[Opening Task material section]

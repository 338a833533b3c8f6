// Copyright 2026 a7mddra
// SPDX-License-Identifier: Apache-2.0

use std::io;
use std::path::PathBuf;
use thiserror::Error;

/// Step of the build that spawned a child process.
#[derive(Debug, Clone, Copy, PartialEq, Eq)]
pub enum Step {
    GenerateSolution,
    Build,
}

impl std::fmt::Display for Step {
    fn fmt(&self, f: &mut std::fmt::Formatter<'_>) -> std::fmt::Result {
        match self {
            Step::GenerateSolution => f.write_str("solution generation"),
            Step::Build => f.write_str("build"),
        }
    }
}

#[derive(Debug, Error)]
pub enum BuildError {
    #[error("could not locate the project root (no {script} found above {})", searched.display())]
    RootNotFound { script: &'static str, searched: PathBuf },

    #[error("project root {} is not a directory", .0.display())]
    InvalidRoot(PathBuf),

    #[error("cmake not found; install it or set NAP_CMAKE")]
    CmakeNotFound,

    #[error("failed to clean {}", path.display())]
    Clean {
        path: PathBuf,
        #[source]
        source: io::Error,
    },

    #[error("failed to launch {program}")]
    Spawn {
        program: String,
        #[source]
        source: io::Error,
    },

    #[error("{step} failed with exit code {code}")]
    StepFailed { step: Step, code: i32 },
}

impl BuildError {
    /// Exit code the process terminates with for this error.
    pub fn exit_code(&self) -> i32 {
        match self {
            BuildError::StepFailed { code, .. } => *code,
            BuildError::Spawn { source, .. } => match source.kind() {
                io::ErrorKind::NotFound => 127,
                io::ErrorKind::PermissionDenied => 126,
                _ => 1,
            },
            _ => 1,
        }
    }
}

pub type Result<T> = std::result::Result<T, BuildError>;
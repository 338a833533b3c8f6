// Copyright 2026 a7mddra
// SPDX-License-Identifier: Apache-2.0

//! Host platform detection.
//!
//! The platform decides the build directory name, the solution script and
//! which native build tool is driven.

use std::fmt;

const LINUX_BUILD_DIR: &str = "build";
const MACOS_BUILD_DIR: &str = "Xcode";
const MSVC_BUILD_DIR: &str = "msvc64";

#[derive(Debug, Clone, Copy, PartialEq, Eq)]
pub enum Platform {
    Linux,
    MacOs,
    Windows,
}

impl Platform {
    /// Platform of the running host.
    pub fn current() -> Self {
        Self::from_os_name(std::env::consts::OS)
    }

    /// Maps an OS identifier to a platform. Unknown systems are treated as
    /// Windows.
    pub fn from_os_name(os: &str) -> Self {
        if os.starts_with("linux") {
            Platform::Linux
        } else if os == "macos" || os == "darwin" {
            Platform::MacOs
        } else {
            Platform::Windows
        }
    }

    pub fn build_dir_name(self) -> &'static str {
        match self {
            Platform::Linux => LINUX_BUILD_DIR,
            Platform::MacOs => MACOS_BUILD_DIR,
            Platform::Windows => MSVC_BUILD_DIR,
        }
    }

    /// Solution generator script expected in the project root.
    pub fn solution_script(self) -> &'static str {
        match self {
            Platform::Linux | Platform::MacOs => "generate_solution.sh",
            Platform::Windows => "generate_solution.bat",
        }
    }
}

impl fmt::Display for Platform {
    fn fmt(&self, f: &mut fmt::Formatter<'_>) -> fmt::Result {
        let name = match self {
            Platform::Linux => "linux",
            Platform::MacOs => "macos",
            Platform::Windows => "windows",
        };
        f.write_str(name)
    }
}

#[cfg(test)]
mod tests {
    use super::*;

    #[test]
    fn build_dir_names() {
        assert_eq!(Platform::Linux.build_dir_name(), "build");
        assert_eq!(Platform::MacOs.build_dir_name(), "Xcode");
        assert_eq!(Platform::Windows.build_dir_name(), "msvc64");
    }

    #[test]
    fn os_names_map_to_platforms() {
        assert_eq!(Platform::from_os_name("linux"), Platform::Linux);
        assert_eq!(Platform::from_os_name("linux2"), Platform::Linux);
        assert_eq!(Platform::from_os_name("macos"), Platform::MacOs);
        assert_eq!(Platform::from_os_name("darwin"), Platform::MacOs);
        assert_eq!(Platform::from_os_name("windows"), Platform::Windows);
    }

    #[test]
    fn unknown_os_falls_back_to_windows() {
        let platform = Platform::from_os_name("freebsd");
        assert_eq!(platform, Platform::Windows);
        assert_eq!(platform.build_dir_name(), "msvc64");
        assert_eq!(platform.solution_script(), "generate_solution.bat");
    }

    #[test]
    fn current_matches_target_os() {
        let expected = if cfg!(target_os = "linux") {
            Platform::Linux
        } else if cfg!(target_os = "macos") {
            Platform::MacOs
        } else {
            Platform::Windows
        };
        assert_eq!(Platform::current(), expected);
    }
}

[Closing Task material section]
[Opening Task material section]

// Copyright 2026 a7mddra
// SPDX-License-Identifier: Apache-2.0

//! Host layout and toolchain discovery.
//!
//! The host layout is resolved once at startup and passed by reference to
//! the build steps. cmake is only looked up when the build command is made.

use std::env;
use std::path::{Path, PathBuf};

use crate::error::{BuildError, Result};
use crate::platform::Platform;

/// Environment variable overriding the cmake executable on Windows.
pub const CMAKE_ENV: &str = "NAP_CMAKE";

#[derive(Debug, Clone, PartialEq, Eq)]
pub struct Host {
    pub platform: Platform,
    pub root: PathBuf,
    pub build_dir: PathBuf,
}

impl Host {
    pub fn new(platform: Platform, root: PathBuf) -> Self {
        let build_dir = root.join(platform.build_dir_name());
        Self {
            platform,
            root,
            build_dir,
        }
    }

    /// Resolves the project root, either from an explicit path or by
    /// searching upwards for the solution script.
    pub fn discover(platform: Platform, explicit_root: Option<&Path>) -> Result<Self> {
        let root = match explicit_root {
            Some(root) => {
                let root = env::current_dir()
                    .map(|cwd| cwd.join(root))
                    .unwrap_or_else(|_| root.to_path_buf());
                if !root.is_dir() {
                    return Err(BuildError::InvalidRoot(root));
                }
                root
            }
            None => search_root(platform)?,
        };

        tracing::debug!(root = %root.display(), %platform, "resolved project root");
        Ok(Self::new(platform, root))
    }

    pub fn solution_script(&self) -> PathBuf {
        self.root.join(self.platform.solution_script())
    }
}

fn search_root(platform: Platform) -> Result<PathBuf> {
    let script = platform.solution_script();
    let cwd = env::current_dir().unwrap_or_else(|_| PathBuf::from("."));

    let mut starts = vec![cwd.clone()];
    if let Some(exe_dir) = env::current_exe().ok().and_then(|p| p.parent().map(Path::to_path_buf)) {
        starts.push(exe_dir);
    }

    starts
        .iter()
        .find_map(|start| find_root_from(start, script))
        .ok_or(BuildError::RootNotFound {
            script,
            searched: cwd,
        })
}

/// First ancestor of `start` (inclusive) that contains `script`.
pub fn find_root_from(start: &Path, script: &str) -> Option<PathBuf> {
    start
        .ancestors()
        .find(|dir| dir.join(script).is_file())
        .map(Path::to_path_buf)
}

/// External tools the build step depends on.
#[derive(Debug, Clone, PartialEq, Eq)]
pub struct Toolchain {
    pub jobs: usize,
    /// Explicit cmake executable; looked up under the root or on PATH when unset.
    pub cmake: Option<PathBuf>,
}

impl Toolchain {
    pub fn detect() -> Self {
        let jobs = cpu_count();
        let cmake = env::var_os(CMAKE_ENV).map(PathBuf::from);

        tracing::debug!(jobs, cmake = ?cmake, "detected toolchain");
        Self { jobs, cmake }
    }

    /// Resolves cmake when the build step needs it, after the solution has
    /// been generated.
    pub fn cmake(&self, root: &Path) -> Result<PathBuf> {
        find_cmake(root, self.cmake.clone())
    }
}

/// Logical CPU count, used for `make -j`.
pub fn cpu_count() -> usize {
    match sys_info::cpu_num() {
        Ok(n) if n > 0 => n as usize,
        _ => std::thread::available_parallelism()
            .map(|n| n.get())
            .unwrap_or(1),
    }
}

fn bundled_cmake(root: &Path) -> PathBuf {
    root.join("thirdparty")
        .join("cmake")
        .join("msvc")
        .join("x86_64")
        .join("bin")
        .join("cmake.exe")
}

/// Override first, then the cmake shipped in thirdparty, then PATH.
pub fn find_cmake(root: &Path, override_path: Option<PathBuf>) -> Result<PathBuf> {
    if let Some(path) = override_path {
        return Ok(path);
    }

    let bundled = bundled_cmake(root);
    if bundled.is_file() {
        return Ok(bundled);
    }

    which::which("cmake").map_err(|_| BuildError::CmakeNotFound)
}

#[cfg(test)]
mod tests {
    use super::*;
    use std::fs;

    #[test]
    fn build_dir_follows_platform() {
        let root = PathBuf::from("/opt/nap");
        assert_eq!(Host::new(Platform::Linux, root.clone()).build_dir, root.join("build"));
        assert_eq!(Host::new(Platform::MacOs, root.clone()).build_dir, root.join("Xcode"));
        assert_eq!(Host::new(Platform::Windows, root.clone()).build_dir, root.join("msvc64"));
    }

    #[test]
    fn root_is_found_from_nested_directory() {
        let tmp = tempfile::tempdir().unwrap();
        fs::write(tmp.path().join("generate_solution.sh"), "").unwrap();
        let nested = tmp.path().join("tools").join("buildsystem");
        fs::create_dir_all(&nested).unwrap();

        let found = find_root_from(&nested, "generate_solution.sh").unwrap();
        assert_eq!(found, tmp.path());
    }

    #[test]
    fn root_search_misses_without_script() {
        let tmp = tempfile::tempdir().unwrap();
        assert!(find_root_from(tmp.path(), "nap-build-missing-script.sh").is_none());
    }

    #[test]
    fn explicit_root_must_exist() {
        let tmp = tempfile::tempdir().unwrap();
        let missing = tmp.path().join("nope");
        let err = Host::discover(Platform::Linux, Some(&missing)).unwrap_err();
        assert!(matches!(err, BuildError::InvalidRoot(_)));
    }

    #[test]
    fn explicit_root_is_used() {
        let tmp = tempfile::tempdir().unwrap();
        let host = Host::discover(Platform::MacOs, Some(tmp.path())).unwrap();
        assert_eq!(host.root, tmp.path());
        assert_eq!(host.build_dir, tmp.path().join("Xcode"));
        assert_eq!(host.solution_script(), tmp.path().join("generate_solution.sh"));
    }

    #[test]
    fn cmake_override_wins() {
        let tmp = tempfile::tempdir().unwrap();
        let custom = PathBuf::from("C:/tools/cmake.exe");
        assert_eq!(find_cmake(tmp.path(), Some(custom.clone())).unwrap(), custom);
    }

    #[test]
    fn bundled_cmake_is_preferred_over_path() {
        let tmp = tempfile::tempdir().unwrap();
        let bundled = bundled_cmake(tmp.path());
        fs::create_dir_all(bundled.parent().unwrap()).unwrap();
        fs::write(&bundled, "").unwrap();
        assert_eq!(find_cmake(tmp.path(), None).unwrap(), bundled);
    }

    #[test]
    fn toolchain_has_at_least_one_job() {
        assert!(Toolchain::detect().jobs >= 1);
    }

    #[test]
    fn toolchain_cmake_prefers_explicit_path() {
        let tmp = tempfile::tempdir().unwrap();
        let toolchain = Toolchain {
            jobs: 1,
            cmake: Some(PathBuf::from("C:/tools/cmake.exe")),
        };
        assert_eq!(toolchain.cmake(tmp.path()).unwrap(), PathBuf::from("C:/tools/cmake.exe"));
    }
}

[Closing Task material section]

- [What you need to do]:
Copy every line above that includes the string "static".

- [Finished exercise]:
    RootNotFound { script: &'static str, searched: PathBuf },
    pub fn build_dir_name(self) -> &'static str {
    pub fn solution_script(self) -> &'static str {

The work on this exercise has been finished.